The current conflict in Afghanistan will undoubtedly be portrayed on film at some point, but history indicates that the current trend of rampant patriotism doesn't guarantee a completely positive angle.
Late in the 20th century, after Vietnam, the pervading sentiment in Hollywood was skepticism. But during the first era that film and warfare coexisted, propaganda ruled the day.
According to a University of San Diego Web site, on the April day in 1898 when the Spanish-American War officially began, two movie entrepreneurs saw the jubilant crowds in the streets of Manhattan and decided to capitalize on it.

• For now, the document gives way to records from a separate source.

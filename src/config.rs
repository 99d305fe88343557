use std::collections::BTreeMap;
use std::path::Path;
use std::time::Duration;

use serde::Deserialize;

use crate::error::PlanError;
use crate::types::Origin;

/// Pounds per ton: prices are quoted per pound, orders are placed in tons.
pub const LB_PER_TON: f64 = 2000.0;

/// Immutable run configuration, built once at startup.
///
/// Every field has a default matching the reference planning workbook, so a
/// TOML file only needs to name what differs.
#[derive(Debug, Clone, PartialEq, Deserialize)]
#[serde(default)]
pub struct PlanConfig {
    /// Mass-unit conversion between price basis and order basis.
    pub unit_factor: f64,
    /// Shipping cost per ton-mile from an origin to a plant or storage.
    pub grove_rate: f64,
    /// Shipping cost per ton-mile from a storage to a market.
    pub market_rate: f64,
    /// The single origin where futures contracts mature.
    pub futures_origin: Origin,
    pub layout: TableLayout,
    pub flow: Option<FlowConfig>,
    pub solver: SolverConfig,
}

impl Default for PlanConfig {
    fn default() -> Self {
        Self {
            unit_factor: LB_PER_TON,
            grove_rate: 0.22,
            market_rate: 1.2,
            futures_origin: Origin::Florida,
            layout: TableLayout::default(),
            flow: None,
            solver: SolverConfig::default(),
        }
    }
}

impl PlanConfig {
    pub fn from_toml_str(text: &str) -> Result<Self, PlanError> {
        let config: PlanConfig = toml::from_str(text)?;
        config.validate()?;
        Ok(config)
    }

    pub fn from_path<P: AsRef<Path>>(path: P) -> Result<Self, PlanError> {
        let text = std::fs::read_to_string(path)?;
        Self::from_toml_str(&text)
    }

    pub fn validate(&self) -> Result<(), PlanError> {
        if !(self.unit_factor.is_finite() && self.unit_factor > 0.0) {
            return Err(PlanError::malformed("unit_factor must be a positive number"));
        }
        for (name, rate) in [("grove_rate", self.grove_rate), ("market_rate", self.market_rate)] {
            if !(rate.is_finite() && rate >= 0.0) {
                return Err(PlanError::malformed(format!(
                    "{name} must be a non-negative number, got {rate}"
                )));
            }
        }
        if let Some(flow) = &self.flow {
            if flow.supply.is_empty() || flow.sinks.is_empty() {
                return Err(PlanError::malformed(
                    "flow section needs at least one supply origin and one sink",
                ));
            }
        }
        Ok(())
    }
}

// ── Sheet layout ────────────────────────────────────────────────────────────

/// Origin-indexed grid: one row per origin (or per contract), values start at `col`.
#[derive(Debug, Clone, PartialEq, Deserialize)]
pub struct GridBlock {
    pub sheet: String,
    pub row: usize,
    pub col: usize,
}

impl GridBlock {
    fn new(sheet: &str, row: usize, col: usize) -> Self {
        Self {
            sheet: sheet.to_string(),
            row,
            col,
        }
    }
}

/// Fixed-size table of named rows: the label sits in `name_col`, values start at `value_col`.
#[derive(Debug, Clone, PartialEq, Deserialize)]
pub struct NamedTable {
    pub sheet: String,
    pub row: usize,
    pub rows: usize,
    pub name_col: usize,
    pub value_col: usize,
}

impl NamedTable {
    fn new(sheet: &str, row: usize, rows: usize) -> Self {
        Self {
            sheet: sheet.to_string(),
            row,
            rows,
            name_col: 0,
            value_col: 1,
        }
    }

    pub fn row_range(&self) -> std::ops::Range<usize> {
        self.row..self.row + self.rows
    }
}

/// Where each input table lives. Row and column indices are zero-based.
#[derive(Debug, Clone, PartialEq, Deserialize)]
#[serde(default)]
pub struct TableLayout {
    /// Raw monthly prices, one row per origin.
    pub prices: GridBlock,
    /// Monthly exchange rates, one row per foreign origin.
    pub exchange_rates: GridBlock,
    /// Weekly harvest ceilings, one row per origin, four columns per month.
    pub capacities: GridBlock,
    /// Requested monthly order volumes, one row per origin.
    pub requests: GridBlock,
    /// Three (multiplier, threshold) column pairs per origin row.
    pub multipliers: GridBlock,
    /// Futures contracts, one row per kind: weekly volume then 12 percentages.
    pub futures: GridBlock,
    /// Candidate plants: name and capacity.
    pub plants: NamedTable,
    /// Candidate storages: name and capacity.
    pub storages: NamedTable,
    /// Origin → facility distances: facility name, then one column per origin.
    pub distances: NamedTable,
    /// Shipment split fractions: facility name, then one column per origin.
    pub splits: NamedTable,
    /// Market → storage distances: market name, then one column per storage row.
    pub markets: NamedTable,
}

impl Default for TableLayout {
    fn default() -> Self {
        Self {
            prices: GridBlock::new("grove", 4, 2),
            exchange_rates: GridBlock::new("grove", 13, 2),
            capacities: GridBlock::new("grove", 37, 2),
            requests: GridBlock::new("raw_materials", 5, 2),
            multipliers: GridBlock::new("raw_materials", 16, 2),
            futures: GridBlock::new("futures", 1, 1),
            plants: NamedTable::new("plants", 1, 10),
            storages: NamedTable::new("storages", 1, 71),
            distances: NamedTable::new("grove_distances", 1, 81),
            splits: NamedTable::new("shipment_split", 1, 81),
            markets: NamedTable::new("market_distances", 1, 100),
        }
    }
}

impl TableLayout {
    /// Distinct sheets referenced by the layout, sorted.
    pub fn sheet_names(&self) -> Vec<&str> {
        let mut names = vec![
            self.prices.sheet.as_str(),
            self.exchange_rates.sheet.as_str(),
            self.capacities.sheet.as_str(),
            self.requests.sheet.as_str(),
            self.multipliers.sheet.as_str(),
            self.futures.sheet.as_str(),
            self.plants.sheet.as_str(),
            self.storages.sheet.as_str(),
            self.distances.sheet.as_str(),
            self.splits.sheet.as_str(),
            self.markets.sheet.as_str(),
        ];
        names.sort_unstable();
        names.dedup();
        names
    }
}

// ── Flow optimisation ───────────────────────────────────────────────────────

/// Reduced origin/destination set handed to the transportation solver.
#[derive(Debug, Clone, PartialEq, Deserialize)]
pub struct FlowConfig {
    /// Supply ceiling per participating origin.
    pub supply: BTreeMap<Origin, u64>,
    /// Destination facilities in solve order.
    pub sinks: Vec<SinkDemand>,
}

#[derive(Debug, Clone, PartialEq, Deserialize)]
pub struct SinkDemand {
    pub facility: String,
    pub demand: u64,
}

#[derive(Debug, Clone, Default, PartialEq, Deserialize)]
#[serde(default)]
pub struct SolverConfig {
    pub timeout_ms: Option<u64>,
}

impl SolverConfig {
    pub fn timeout(&self) -> Option<Duration> {
        self.timeout_ms.map(Duration::from_millis)
    }
}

The two quickly filmed a mock American seizure of a Havana government installation and put it in theaters a few hours later. The ensuing crowds didn't seem to mind that the event portrayed wouldn't historically take place for several weeks.

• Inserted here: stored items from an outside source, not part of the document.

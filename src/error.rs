#[cfg(feature = "python")]
use pyo3::exceptions::PyRuntimeError;
#[cfg(feature = "python")]
use pyo3::PyErr;
use thiserror::Error;

use crate::types::Origin;

#[derive(Error, Debug)]
pub enum PlanError {
    #[error("Malformed input: {0}")]
    MalformedInput(String),

    #[error("No open storage available for market {0}")]
    NoFacilityAvailable(String),

    #[error("No route from {origin} to {facility}: facility closed or distance missing")]
    MissingDistance { origin: Origin, facility: String },

    #[error("Flow problem is infeasible: {0}")]
    Infeasible(String),

    #[error("Flow problem is unbounded: {0}")]
    Unbounded(String),

    #[error("Flow solve timed out after {0} pivots")]
    Timeout(usize),

    #[error("Flow solve cancelled after {0} pivots")]
    Cancelled(usize),

    #[error("Polars error: {0}")]
    Polars(#[from] polars::error::PolarsError),

    #[error("IO error: {0}")]
    Io(#[from] std::io::Error),

    #[error("Config error: {0}")]
    Config(#[from] toml::de::Error),
}

impl PlanError {
    pub(crate) fn malformed(msg: impl Into<String>) -> Self {
        PlanError::MalformedInput(msg.into())
    }
}

#[cfg(feature = "python")]
impl From<PlanError> for PyErr {
    fn from(err: PlanError) -> PyErr {
        PyRuntimeError::new_err(err.to_string())
    }
}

Such cinematic representations of war in film reflect the public opinion of the time, said John Kasson, professor of history and American studies.
But this unwavering support of the war effort was exclusive to the time.

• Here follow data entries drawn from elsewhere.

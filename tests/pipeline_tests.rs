use std::io::Write;

use grove_flowkit::config::PlanConfig;
use grove_flowkit::error::PlanError;
use grove_flowkit::futures::read_contracts;
use grove_flowkit::pipeline::{run_plan, run_plan_cancellable};
use grove_flowkit::shipment::ShipmentSplit;
use grove_flowkit::source::FrameSource;
use grove_flowkit::transport::{CancelToken, DUMMY_SINK};
use grove_flowkit::types::{Origin, MONTHS, WEEKS};
use grove_flowkit::ReportFrames;

/// Sparse sheet that grows to fit whatever cells are set.
struct Sheet {
    cells: Vec<Vec<String>>,
}

impl Sheet {
    fn new(rows: usize, cols: usize) -> Self {
        Self {
            cells: vec![vec![String::new(); cols]; rows],
        }
    }

    fn set(&mut self, row: usize, col: usize, value: impl ToString) -> &mut Self {
        self.cells[row][col] = value.to_string();
        self
    }

    fn set_row(&mut self, row: usize, col: usize, values: &[f64]) -> &mut Self {
        for (i, v) in values.iter().enumerate() {
            self.set(row, col + i, v);
        }
        self
    }
}

const DOMESTIC_PRICES: [f64; 4] = [1.0, 1.2, 0.9, 1.1];

struct Workbook {
    sheets: Vec<(&'static str, Sheet)>,
}

impl Workbook {
    fn fixture() -> Self {
        let mut grove = Sheet::new(44, 50);
        for (i, price) in DOMESTIC_PRICES.iter().enumerate() {
            grove.set_row(4 + i, 2, &[*price; MONTHS]);
        }
        grove.set_row(8, 2, &[0.5; MONTHS]).set_row(9, 2, &[0.6; MONTHS]);
        grove.set_row(13, 2, &[2.0; MONTHS]).set_row(14, 2, &[1.5; MONTHS]);
        for i in 0..Origin::ALL.len() {
            grove.set_row(37 + i, 2, &[120.0; MONTHS * WEEKS]);
        }

        let mut raw = Sheet::new(23, 14);
        for i in 0..Origin::ALL.len() {
            raw.set_row(5 + i, 2, &[100.0; MONTHS]);
            raw.set_row(16 + i, 2, &[1.5, 1.0, 1.0, 1.2, 0.5, 2.0]);
        }

        let mut futures = Sheet::new(3, 14);
        futures.set(1, 1, 100.0).set_row(1, 2, &[10.0; 10]);
        futures.set(2, 1, 50.0).set_row(2, 2, &[20.0; 5]);

        let mut plants = Sheet::new(11, 2);
        plants.set(0, 0, "plant").set(0, 1, "capacity");
        plants.set(1, 0, "P01").set(1, 1, 500);
        plants.set(2, 0, "P02").set(2, 1, 0);
        plants.set(3, 0, "P03").set(3, 1, 300);

        let mut storages = Sheet::new(72, 2);
        storages.set(1, 0, "S01").set(1, 1, 100);
        storages.set(2, 0, "S02").set(2, 1, 0);
        storages.set(3, 0, "S03").set(3, 1, 200);

        let mut distances = Sheet::new(82, 7);
        let routes: [(&str, [f64; 6]); 6] = [
            ("P01", [100.0, 200.0, 300.0, 400.0, 500.0, 600.0]),
            ("P02", [10.0, 10.0, 10.0, 10.0, 10.0, 10.0]),
            ("P03", [150.0, 120.0, 250.0, 350.0, 450.0, 550.0]),
            ("S01", [60.0, 70.0, 80.0, 90.0, 1000.0, 1100.0]),
            ("S02", [5.0, 5.0, 5.0, 5.0, 5.0, 5.0]),
            ("S03", [65.0, 75.0, 85.0, 95.0, 1050.0, 1150.0]),
        ];
        for (i, (name, row)) in routes.iter().enumerate() {
            distances.set(1 + i, 0, name).set_row(1 + i, 1, row);
        }

        let mut splits = Sheet::new(82, 7);
        for (i, (name, fraction)) in [("P01", 0.5), ("P03", 0.3), ("S01", 0.2)].iter().enumerate() {
            splits.set(1 + i, 0, name).set_row(1 + i, 1, &[*fraction; 6]);
        }

        let mut markets = Sheet::new(101, 73);
        markets.set(1, 0, "M1").set(1, 1, 50.0).set(1, 3, 30.0);
        markets.set(2, 0, "M2").set(2, 1, 40.0).set(2, 3, 40.0);
        markets.set(3, 0, "M3").set(3, 2, 10.0).set(3, 3, 70.0);

        Self {
            sheets: vec![
                ("grove", grove),
                ("raw_materials", raw),
                ("futures", futures),
                ("plants", plants),
                ("storages", storages),
                ("grove_distances", distances),
                ("shipment_split", splits),
                ("market_distances", markets),
            ],
        }
    }

    fn sheet(&mut self, name: &str) -> &mut Sheet {
        &mut self
            .sheets
            .iter_mut()
            .find(|(n, _)| *n == name)
            .unwrap()
            .1
    }

    fn source(&self) -> FrameSource {
        let mut source = FrameSource::new();
        for (name, sheet) in &self.sheets {
            source.insert_rows(name, &sheet.cells).unwrap();
        }
        source
    }

    fn write_csv(&self, dir: &std::path::Path) {
        for (name, sheet) in &self.sheets {
            let mut file = std::fs::File::create(dir.join(format!("{name}.csv"))).unwrap();
            for row in &sheet.cells {
                writeln!(file, "{}", row.join(",")).unwrap();
            }
        }
    }
}

fn flow_config() -> PlanConfig {
    PlanConfig::from_toml_str(
        r#"
        [flow]
        supply = { FLA = 1500, CAL = 1500 }

        [[flow.sinks]]
        facility = "P01"
        demand = 1000

        [[flow.sinks]]
        facility = "P03"
        demand = 1500
        "#,
    )
    .unwrap()
}

#[test]
fn full_run_derives_every_table() {
    let source = Workbook::fixture().source();
    let config = PlanConfig::default();
    let report = run_plan(&source, &config).unwrap();

    // Foreign prices are converted, domestic prices pass through.
    assert_eq!(report.prices[Origin::Florida][0], 1.0);
    assert_eq!(report.prices[Origin::Brazil][0], 1.0);
    assert_eq!(report.prices[Origin::Spain][0], 0.6 * 1.5);

    // FLA: price 1.0 equals the first threshold, falls to tier two (x1.0).
    // CAL: price 1.2 equals the second threshold, falls to tier three (x0.5).
    // TEX: price 0.9 takes tier one (x1.5) and is capped at 120 per week.
    assert_eq!(report.orders[Origin::Florida][0], [100.0; WEEKS]);
    assert_eq!(report.orders[Origin::California][0], [50.0; WEEKS]);
    assert_eq!(report.orders[Origin::Texas][0], [120.0; WEEKS]);

    for origin in Origin::ALL {
        for month in 0..MONTHS {
            for week in 0..WEEKS {
                let qty = report.orders[origin][month][week];
                assert!(qty <= 120.0);
                assert_eq!(
                    report.order_costs[origin][month][week],
                    config.unit_factor * report.prices[origin][month] * qty
                );
            }
        }
    }

    // Futures: 10% of 100 plus 20% of 50 in January, only at the futures origin.
    assert_eq!(report.futures.total()[0], 20.0);
    assert_eq!(report.shipped_volumes[Origin::Florida][0], [120.0; WEEKS]);
    assert_eq!(report.shipped_volumes[Origin::Florida][11], [100.0; WEEKS]);
    assert_eq!(report.shipped_volumes[Origin::Texas][0], [120.0; WEEKS]);

    // P02 and S02 are closed: four open facilities per origin.
    assert_eq!(report.distances.len(), Origin::ALL.len() * 4);
    assert!(report.distances.iter().all(|r| r.facility != "P02" && r.facility != "S02"));
    let kinds: Vec<&str> = report.distances[..4].iter().map(|r| r.kind.as_str()).collect();
    assert_eq!(kinds, vec!["plant", "plant", "storage", "storage"]);

    assert_eq!(report.shipments.len(), Origin::ALL.len() * 3 * MONTHS);
    let leg = report
        .shipments
        .iter()
        .find(|l| l.origin == Origin::Florida && l.facility == "P01" && l.month == 0)
        .unwrap();
    assert_eq!(leg.quantity, [60.0; WEEKS]);
    assert_eq!(leg.cost, [config.grove_rate * 100.0 * 0.5 * 120.0; WEEKS]);

    let matched: Vec<(&str, &str)> = report
        .markets
        .iter()
        .map(|m| (m.market.as_str(), m.storage.as_str()))
        .collect();
    assert_eq!(matched, vec![("M1", "S03"), ("M2", "S01"), ("M3", "S03")]);
    assert_eq!(report.markets[0].cost, 30.0 * config.market_rate);

    assert!(report.flow.is_none());
}

#[test]
fn rerun_on_identical_tables_is_identical() {
    let source = Workbook::fixture().source();
    let config = flow_config();
    let first = run_plan(&source, &config).unwrap();
    let second = run_plan(&source, &config).unwrap();
    assert_eq!(first, second);
}

#[test]
fn fixture_futures_curves_sum_to_one_hundred() {
    let source = Workbook::fixture().source();
    let contracts = read_contracts(&source, &PlanConfig::default().layout.futures).unwrap();
    assert_eq!(contracts.len(), 2);
    assert!(contracts.iter().all(|c| c.curve_is_complete()));
}

#[test]
fn incomplete_futures_curve_still_plans() {
    let mut workbook = Workbook::fixture();
    workbook.sheet("futures").set(2, 2, 5.0);
    let source = workbook.source();
    let report = run_plan(&source, &PlanConfig::default()).unwrap();
    assert_eq!(report.futures.total()[0], 10.0 + 2.5);
}

#[test]
fn fixture_split_fractions_sum_to_one() {
    let source = Workbook::fixture().source();
    let split = ShipmentSplit::read(&source, &PlanConfig::default().layout.splits).unwrap();
    for origin in Origin::ALL {
        assert!((split.total(origin) - 1.0).abs() < 1e-9, "{origin}");
    }
}

#[test]
fn split_naming_closed_facility_is_missing_distance() {
    let mut workbook = Workbook::fixture();
    workbook.sheet("shipment_split").set(3, 0, "S02");
    let err = run_plan(&workbook.source(), &PlanConfig::default()).unwrap_err();
    assert!(matches!(err, PlanError::MissingDistance { ref facility, .. } if facility == "S02"));
}

#[test]
fn market_without_open_storage_fails() {
    let mut workbook = Workbook::fixture();
    workbook.sheet("market_distances").set(4, 0, "M4").set(4, 2, 15.0);
    let err = run_plan(&workbook.source(), &PlanConfig::default()).unwrap_err();
    assert!(matches!(err, PlanError::NoFacilityAvailable(ref m) if m == "M4"));
}

#[test]
fn non_numeric_price_is_malformed() {
    let mut workbook = Workbook::fixture();
    workbook.sheet("grove").set(4, 3, "n/a");
    let err = run_plan(&workbook.source(), &PlanConfig::default()).unwrap_err();
    assert!(matches!(err, PlanError::MalformedInput(_)));
}

#[test]
fn negative_price_is_malformed() {
    let mut workbook = Workbook::fixture();
    workbook.sheet("grove").set(6, 5, -0.9);
    let err = run_plan(&workbook.source(), &PlanConfig::default()).unwrap_err();
    assert!(matches!(err, PlanError::MalformedInput(ref msg) if msg.starts_with("TEX month 4")));
}

#[test]
fn flow_section_is_solved_to_optimality() {
    let source = Workbook::fixture().source();
    let config = flow_config();
    let report = run_plan(&source, &config).unwrap();
    let flow = report.flow.unwrap();

    let sinks: Vec<&str> = flow.problem.sinks().iter().map(|s| s.name.as_str()).collect();
    assert_eq!(sinks, vec!["P01", "P03", DUMMY_SINK]);
    assert_eq!(flow.solution.flows, vec![vec![1000, 0, 500], vec![0, 1500, 0]]);
    let expected = config.grove_rate * (100.0 * 1000.0 + 120.0 * 1500.0);
    assert!((flow.solution.total_cost - expected).abs() < 1e-6);
}

#[test]
fn flow_short_of_demand_is_infeasible() {
    let source = Workbook::fixture().source();
    let mut config = flow_config();
    if let Some(flow) = config.flow.as_mut() {
        flow.supply.insert(Origin::Florida, 400);
        flow.supply.insert(Origin::California, 400);
    }
    assert!(matches!(run_plan(&source, &config), Err(PlanError::Infeasible(_))));
}

#[test]
fn cancelled_flow_solve_surfaces_as_error() {
    let source = Workbook::fixture().source();
    let token = CancelToken::new();
    token.cancel();
    let err = run_plan_cancellable(&source, &flow_config(), Some(token)).unwrap_err();
    assert!(matches!(err, PlanError::Cancelled(_)));

    let mut config = flow_config();
    config.solver.timeout_ms = Some(0);
    assert!(matches!(run_plan(&source, &config), Err(PlanError::Timeout(_))));
}

#[test]
fn csv_workbook_matches_in_memory_workbook() {
    let workbook = Workbook::fixture();
    let dir = tempfile::tempdir().unwrap();
    workbook.write_csv(dir.path());

    let config = flow_config();
    let sheets = config.layout.sheet_names();
    let from_csv = FrameSource::from_csv_dir(dir.path(), &sheets).unwrap();
    let expected = run_plan(&workbook.source(), &config).unwrap();
    assert_eq!(run_plan(&from_csv, &config).unwrap(), expected);

    let out = dir.path().join("out");
    let frames = ReportFrames::build(&expected).unwrap();
    frames.write_csv(&out).unwrap();
    assert!(out.join("flows.csv").exists());
    assert_eq!(frames.summary.height(), Origin::ALL.len());
}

"More recently, it has been more critical, but that critical dimension can only work if there is both a political and public willingness to tolerate it," Kasson said.
In a country that is no longer intently focused on the divisions of the Mason-Dixie line, films about the Civil War are subject to that critical analysis. These movies have the benefit of no real-time film testimonials with which to compare. But the makers of "Glory" chose to base their film on the media of the time: letters. These letters, written by Col. Robert Gould Shaw, leader of the Massachusetts 54th Volunteer Regiment, helped historians and writers develop a clearer picture of the war and its battles.
The films regarding World War I featured more mixed messages. During the war, propaganda films vilifying Germans came out in droves, painting them as barbaric and uncivilized. Many films also pushed the war effort and the selling of war bonds. But after the signing of the Treaty of Versailles, the growing film industry didn't have entirely glowing views of the war.